Migration of K-wire into the cavum pleura after the reduction of acromioclavicular dislocation, a case report and review of literature

2020 
Abstract Introduction The use of K-wire (Kirschner wire) in acromioclavicular dislocation was the first trans-articular fixation technique to be described. Presentation of case A 40-years-old man was presented to the emergency room (ER) with shortness of breath. He had a history of acromioclavicular dislocation two years ago, which had been treated using two K-wires and tension band wiring. The plain x-ray revealed left side pneumothorax with K-wire migrated into the left hemithorax. CT scan showed that K-wire migrated into the posterior cavum pleura. A chest tube was then inserted, and the removal of K-wire was performed using thoracoscopic assisted surgery followed by the removal of the remaining K-wire in the left shoulder.
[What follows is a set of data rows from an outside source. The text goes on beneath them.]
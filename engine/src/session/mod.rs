//! Streaming Session
//!
//! One orchestration run writes its events into an [`EventSink`]; the caller
//! reads them from the matching [`StreamingSession`]. The protocol per request
//! is strict:
//!
//! ```text
//! progress* metadata citations token* (answer | error)
//! ```
//!
//! or a lone `error` when nothing could be gathered. The sink refuses any
//! event that would break that order and closes the channel exactly once,
//! after the terminal event. Dropping the session aborts the producing task,
//! which cancels every adapter or model call still in flight.

use crate::merger::Citation;
use futures::Stream;
use sdk::Route;
use serde::{Deserialize, Serialize};
use std::future::Future;
use std::pin::Pin;
use std::task::{Context, Poll};
use std::time::Duration;
use tokio::sync::mpsc;
use tokio::task::JoinHandle;

/// Events buffered between producer and consumer
const CHANNEL_CAPACITY: usize = 64;

/// Stages of the CHAIN route that are announced to the caller
#[derive(Debug, Clone, Copy, PartialEq, Eq, Serialize, Deserialize)]
#[serde(rename_all = "kebab-case")]
pub enum Stage {
    FetchMacro,
    FetchSecondary,
    Synthesize,
}

impl Stage {
    pub fn as_str(self) -> &'static str {
        match self {
            Stage::FetchMacro => "fetch-macro",
            Stage::FetchSecondary => "fetch-secondary",
            Stage::Synthesize => "synthesize",
        }
    }

    /// Caller-facing status line
    pub fn message(self) -> &'static str {
        match self {
            Stage::FetchMacro => "Fetching economic outlook...",
            Stage::FetchSecondary => "Selecting funds...",
            Stage::Synthesize => "Composing answer...",
        }
    }
}

/// One record of the event stream
#[derive(Debug, Clone, PartialEq, Serialize)]
#[serde(tag = "type", rename_all = "snake_case")]
pub enum StreamEvent {
    Progress {
        stage: Stage,
        message: String,
    },
    Metadata {
        route: Route,
        generated_query: Option<String>,
        reasoning: String,
    },
    Citations {
        citations: Vec<Citation>,
    },
    /// Cosmetic chunk of the answer text
    Token {
        text: String,
    },
    Answer {
        answer: String,
        verified: bool,
    },
    Error {
        message: String,
    },
}

impl StreamEvent {
    pub fn progress(stage: Stage) -> Self {
        StreamEvent::Progress {
            stage,
            message: stage.message().to_string(),
        }
    }

    pub fn error(message: impl Into<String>) -> Self {
        StreamEvent::Error {
            message: message.into(),
        }
    }

    /// The `type` tag on the wire
    pub fn kind(&self) -> &'static str {
        match self {
            StreamEvent::Progress { .. } => "progress",
            StreamEvent::Metadata { .. } => "metadata",
            StreamEvent::Citations { .. } => "citations",
            StreamEvent::Token { .. } => "token",
            StreamEvent::Answer { .. } => "answer",
            StreamEvent::Error { .. } => "error",
        }
    }

    pub fn is_terminal(&self) -> bool {
        matches!(self, StreamEvent::Answer { .. } | StreamEvent::Error { .. })
    }
}

#[derive(Debug, Clone, PartialEq, Eq, thiserror::Error)]
pub enum SinkError {
    #[error("session closed by the caller")]
    Disconnected,

    #[error("event {event} not allowed after {after}")]
    OutOfOrder {
        event: &'static str,
        after: &'static str,
    },

    #[error("session already finished")]
    Finished,
}

#[derive(Debug, Clone, Copy, PartialEq, Eq)]
enum Phase {
    Progress,
    Metadata,
    Citations,
    Tokens,
    Closed,
}

impl Phase {
    fn name(self) -> &'static str {
        match self {
            Phase::Progress => "start",
            Phase::Metadata => "metadata",
            Phase::Citations => "citations",
            Phase::Tokens => "token",
            Phase::Closed => "terminal event",
        }
    }

    fn next(self, event: &StreamEvent) -> Option<Phase> {
        match (self, event) {
            (Phase::Closed, _) => None,
            (_, StreamEvent::Error { .. }) => Some(Phase::Closed),
            (Phase::Progress, StreamEvent::Progress { .. }) => Some(Phase::Progress),
            (Phase::Progress, StreamEvent::Metadata { .. }) => Some(Phase::Metadata),
            (Phase::Metadata, StreamEvent::Citations { .. }) => Some(Phase::Citations),
            (Phase::Citations | Phase::Tokens, StreamEvent::Token { .. }) => Some(Phase::Tokens),
            (Phase::Citations | Phase::Tokens, StreamEvent::Answer { .. }) => Some(Phase::Closed),
            _ => None,
        }
    }
}

/// Producer half of a session. Sole writer, closes exactly once.
pub struct EventSink {
    tx: Option<mpsc::Sender<StreamEvent>>,
    phase: Phase,
}

impl EventSink {
    fn new(tx: mpsc::Sender<StreamEvent>) -> Self {
        Self {
            tx: Some(tx),
            phase: Phase::Progress,
        }
    }

    pub fn is_closed(&self) -> bool {
        self.phase == Phase::Closed
    }

    /// Send one event, enforcing protocol order. A terminal event closes the channel.
    pub async fn emit(&mut self, event: StreamEvent) -> Result<(), SinkError> {
        if self.phase == Phase::Closed {
            return Err(SinkError::Finished);
        }
        let next = self.phase.next(&event).ok_or(SinkError::OutOfOrder {
            event: event.kind(),
            after: self.phase.name(),
        })?;

        let tx = self.tx.as_ref().ok_or(SinkError::Finished)?;
        let sent = tx.send(event).await;
        self.phase = next;
        if next == Phase::Closed {
            self.tx = None;
        }
        sent.map_err(|_| SinkError::Disconnected)
    }

    /// Emit the answer text in word chunks separated by the pacing delay
    pub async fn stream_tokens(&mut self, answer: &str, pacing: Pacing) -> Result<(), SinkError> {
        let chunks = answer_chunks(answer, pacing.chunk_words);
        let count = chunks.len();
        for (i, text) in chunks.into_iter().enumerate() {
            self.emit(StreamEvent::Token { text }).await?;
            if !pacing.delay.is_zero() && i + 1 < count {
                tokio::time::sleep(pacing.delay).await;
            }
        }
        Ok(())
    }
}

impl Drop for EventSink {
    fn drop(&mut self) {
        // A run that ends without its terminal event still tells the caller.
        if self.phase != Phase::Closed {
            if let Some(tx) = self.tx.take() {
                let _ = tx.try_send(StreamEvent::error("The request ended unexpectedly."));
            }
        }
    }
}

/// Answer pacing for `token` events
#[derive(Debug, Clone, Copy, PartialEq, Eq)]
pub struct Pacing {
    /// Words per token event; 0 disables token events
    pub chunk_words: usize,
    pub delay: Duration,
}

impl Pacing {
    pub const OFF: Pacing = Pacing {
        chunk_words: 0,
        delay: Duration::ZERO,
    };
}

impl Default for Pacing {
    fn default() -> Self {
        Self {
            chunk_words: 1,
            delay: Duration::from_millis(30),
        }
    }
}

/// Split text into chunks of `words_per_chunk` words; concatenating the chunks gives back the text
pub fn answer_chunks(text: &str, words_per_chunk: usize) -> Vec<String> {
    if words_per_chunk == 0 {
        return Vec::new();
    }

    let mut chunks = Vec::new();
    let mut current = String::new();
    let mut words = 0;
    for piece in text.split_inclusive(char::is_whitespace) {
        current.push_str(piece);
        if !piece.trim().is_empty() {
            words += 1;
        }
        if words == words_per_chunk {
            chunks.push(std::mem::take(&mut current));
            words = 0;
        }
    }
    if !current.is_empty() {
        chunks.push(current);
    }
    chunks
}

/// Consumer half: an ordered, single-consumer, cancellable event stream
pub struct StreamingSession {
    rx: mpsc::Receiver<StreamEvent>,
    task: JoinHandle<()>,
}

impl StreamingSession {
    /// Spawn `producer` with a fresh sink and hand back the consuming side
    pub fn spawn<F, Fut>(producer: F) -> Self
    where
        F: FnOnce(EventSink) -> Fut,
        Fut: Future<Output = ()> + Send + 'static,
    {
        let (tx, rx) = mpsc::channel(CHANNEL_CAPACITY);
        let task = tokio::spawn(producer(EventSink::new(tx)));
        Self { rx, task }
    }

    /// Next event, or `None` once the terminal event has been read
    pub async fn recv(&mut self) -> Option<StreamEvent> {
        self.rx.recv().await
    }

    /// Drain the session into a vector
    pub async fn collect_events(mut self) -> Vec<StreamEvent> {
        let mut events = Vec::new();
        while let Some(event) = self.recv().await {
            events.push(event);
        }
        events
    }
}

impl Stream for StreamingSession {
    type Item = StreamEvent;

    fn poll_next(mut self: Pin<&mut Self>, cx: &mut Context<'_>) -> Poll<Option<Self::Item>> {
        self.rx.poll_recv(cx)
    }
}

impl Drop for StreamingSession {
    fn drop(&mut self) {
        self.task.abort();
    }
}

/// A finished session folded into one record
#[derive(Debug, Clone, Default, PartialEq, Serialize)]
pub struct Transcript {
    pub answer: Option<String>,
    pub route: Option<Route>,
    pub reasoning: Option<String>,
    pub generated_query: Option<String>,
    pub citations: Vec<Citation>,
    pub verified: bool,
    pub error: Option<String>,
    #[serde(skip)]
    pub stages: Vec<Stage>,
}

impl Transcript {
    pub fn from_events(events: impl IntoIterator<Item = StreamEvent>) -> Self {
        let mut transcript = Self::default();
        for event in events {
            transcript.push(event);
        }
        transcript
    }

    pub fn push(&mut self, event: StreamEvent) {
        match event {
            StreamEvent::Progress { stage, .. } => self.stages.push(stage),
            StreamEvent::Metadata {
                route,
                generated_query,
                reasoning,
            } => {
                self.route = Some(route);
                self.generated_query = generated_query;
                self.reasoning = Some(reasoning);
            }
            StreamEvent::Citations { citations } => self.citations = citations,
            StreamEvent::Token { .. } => {}
            StreamEvent::Answer { answer, verified } => {
                self.answer = Some(answer);
                self.verified = verified;
            }
            StreamEvent::Error { message } => self.error = Some(message),
        }
    }

    pub fn is_error(&self) -> bool {
        self.error.is_some()
    }
}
Three days post-surgery, the chest tube was removed, and the patient was discharged from the hospital. Discussion This technique is easy and cheap, but it can cause lethal complications. K-wire can migrate into the area of vital organs, including the liver, heart, neck lung subclavian artery, and aorta. Conclusion K-Wire should be used cautiously for treating upper extremity injury, especially acromioclavicular dislocation, due to its lethal complications. This method is outdated and should be restricted as much as possible.